The task -> All lines of the records below that contain the word "fields" must be listed.

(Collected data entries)
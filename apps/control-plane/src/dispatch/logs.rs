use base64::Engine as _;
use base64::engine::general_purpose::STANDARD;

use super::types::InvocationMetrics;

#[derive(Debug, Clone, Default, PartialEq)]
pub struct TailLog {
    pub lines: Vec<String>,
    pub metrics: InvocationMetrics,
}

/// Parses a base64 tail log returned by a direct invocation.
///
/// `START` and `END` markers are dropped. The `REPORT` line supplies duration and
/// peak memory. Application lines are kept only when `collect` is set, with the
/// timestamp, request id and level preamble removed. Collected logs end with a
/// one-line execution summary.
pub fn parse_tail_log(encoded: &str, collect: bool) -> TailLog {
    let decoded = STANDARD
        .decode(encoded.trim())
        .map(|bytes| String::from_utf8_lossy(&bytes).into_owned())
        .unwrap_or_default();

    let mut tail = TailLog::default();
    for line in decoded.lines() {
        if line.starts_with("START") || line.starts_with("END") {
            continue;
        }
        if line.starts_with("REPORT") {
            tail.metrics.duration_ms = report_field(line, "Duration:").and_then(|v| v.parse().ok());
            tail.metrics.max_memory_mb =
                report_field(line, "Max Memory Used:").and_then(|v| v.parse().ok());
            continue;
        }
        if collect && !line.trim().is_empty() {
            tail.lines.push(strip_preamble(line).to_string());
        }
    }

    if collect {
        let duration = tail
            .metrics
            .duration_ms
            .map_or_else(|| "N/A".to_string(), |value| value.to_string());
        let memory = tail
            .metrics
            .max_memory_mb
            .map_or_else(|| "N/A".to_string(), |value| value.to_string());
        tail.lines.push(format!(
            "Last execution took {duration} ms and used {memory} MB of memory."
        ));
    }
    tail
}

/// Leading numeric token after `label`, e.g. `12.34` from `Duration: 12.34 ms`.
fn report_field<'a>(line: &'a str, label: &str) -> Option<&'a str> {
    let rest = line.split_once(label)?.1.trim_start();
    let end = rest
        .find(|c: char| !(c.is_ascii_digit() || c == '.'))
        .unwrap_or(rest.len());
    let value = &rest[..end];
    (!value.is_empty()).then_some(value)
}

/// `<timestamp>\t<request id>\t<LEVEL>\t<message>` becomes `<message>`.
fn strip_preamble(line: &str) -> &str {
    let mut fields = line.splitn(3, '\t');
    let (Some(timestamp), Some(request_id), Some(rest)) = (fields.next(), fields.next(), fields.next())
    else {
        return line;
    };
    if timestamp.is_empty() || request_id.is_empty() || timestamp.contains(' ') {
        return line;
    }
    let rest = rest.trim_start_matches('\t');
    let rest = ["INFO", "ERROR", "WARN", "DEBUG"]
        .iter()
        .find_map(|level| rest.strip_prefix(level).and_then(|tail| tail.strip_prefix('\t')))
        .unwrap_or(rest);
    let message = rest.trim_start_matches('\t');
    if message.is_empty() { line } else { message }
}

The answer ->
    let mut fields = line.splitn(3, '\t');
    let (Some(timestamp), Some(request_id), Some(rest)) = (fields.next(), fields.next(), fields.next())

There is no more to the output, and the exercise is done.